* Problem to work on:
Extract all records. Keep each one exact.
• • • • • • •
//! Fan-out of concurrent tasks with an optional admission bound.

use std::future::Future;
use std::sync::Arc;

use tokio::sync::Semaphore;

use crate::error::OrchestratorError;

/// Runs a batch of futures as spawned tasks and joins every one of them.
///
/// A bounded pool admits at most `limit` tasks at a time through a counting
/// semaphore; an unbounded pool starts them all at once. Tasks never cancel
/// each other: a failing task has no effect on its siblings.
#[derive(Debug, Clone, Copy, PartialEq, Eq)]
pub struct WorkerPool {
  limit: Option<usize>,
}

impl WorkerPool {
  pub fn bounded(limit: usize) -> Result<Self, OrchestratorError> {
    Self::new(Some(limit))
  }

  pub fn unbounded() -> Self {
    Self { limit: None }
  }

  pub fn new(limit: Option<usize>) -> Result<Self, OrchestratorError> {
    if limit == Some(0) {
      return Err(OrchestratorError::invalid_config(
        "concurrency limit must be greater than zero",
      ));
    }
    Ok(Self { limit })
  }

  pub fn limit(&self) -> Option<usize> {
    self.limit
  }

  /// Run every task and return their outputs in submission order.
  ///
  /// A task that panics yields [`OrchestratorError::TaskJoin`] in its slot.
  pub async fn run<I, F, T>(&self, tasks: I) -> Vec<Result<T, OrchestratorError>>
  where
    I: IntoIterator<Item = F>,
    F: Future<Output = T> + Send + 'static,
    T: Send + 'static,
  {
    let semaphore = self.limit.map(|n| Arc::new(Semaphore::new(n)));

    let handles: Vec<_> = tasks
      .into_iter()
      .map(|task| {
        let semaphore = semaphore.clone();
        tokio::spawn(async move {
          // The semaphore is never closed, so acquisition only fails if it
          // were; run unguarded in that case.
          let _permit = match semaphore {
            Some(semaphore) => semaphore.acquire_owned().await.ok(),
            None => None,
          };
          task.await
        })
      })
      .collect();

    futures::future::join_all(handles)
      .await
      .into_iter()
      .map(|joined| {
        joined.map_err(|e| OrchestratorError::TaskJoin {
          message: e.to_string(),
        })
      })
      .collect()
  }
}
• • • • • • •
* Problem solution:
//! Fan-out of concurrent tasks with an optional admission bound.

use std::future::Future;
use std::sync::Arc;

use tokio::sync::Semaphore;

use crate::error::OrchestratorError;

/// Runs a batch of futures as spawned tasks and joins every one of them.
///
/// A bounded pool admits at most `limit` tasks at a time through a counting
/// semaphore; an unbounded pool starts them all at once. Tasks never cancel
/// each other: a failing task has no effect on its siblings.
#[derive(Debug, Clone, Copy, PartialEq, Eq)]
pub struct WorkerPool {
  limit: Option<usize>,
}

impl WorkerPool {
  pub fn bounded(limit: usize) -> Result<Self, OrchestratorError> {
    Self::new(Some(limit))
  }

  pub fn unbounded() -> Self {
    Self { limit: None }
  }

  pub fn new(limit: Option<usize>) -> Result<Self, OrchestratorError> {
    if limit == Some(0) {
      return Err(OrchestratorError::invalid_config(
        "concurrency limit must be greater than zero",
      ));
    }
    Ok(Self { limit })
  }

  pub fn limit(&self) -> Option<usize> {
    self.limit
  }

  /// Run every task and return their outputs in submission order.
  ///
  /// A task that panics yields [`OrchestratorError::TaskJoin`] in its slot.
  pub async fn run<I, F, T>(&self, tasks: I) -> Vec<Result<T, OrchestratorError>>
  where
    I: IntoIterator<Item = F>,
    F: Future<Output = T> + Send + 'static,
    T: Send + 'static,
  {
    let semaphore = self.limit.map(|n| Arc::new(Semaphore::new(n)));

    let handles: Vec<_> = tasks
      .into_iter()
      .map(|task| {
        let semaphore = semaphore.clone();
        tokio::spawn(async move {
          // The semaphore is never closed, so acquisition only fails if it
          // were; run unguarded in that case.
          let _permit = match semaphore {
            Some(semaphore) => semaphore.acquire_owned().await.ok(),
            None => None,
          };
          task.await
        })
      })
      .collect();

    futures::future::join_all(handles)
      .await
      .into_iter()
      .map(|joined| {
        joined.map_err(|e| OrchestratorError::TaskJoin {
          message: e.to_string(),
        })
      })
      .collect()
  }
}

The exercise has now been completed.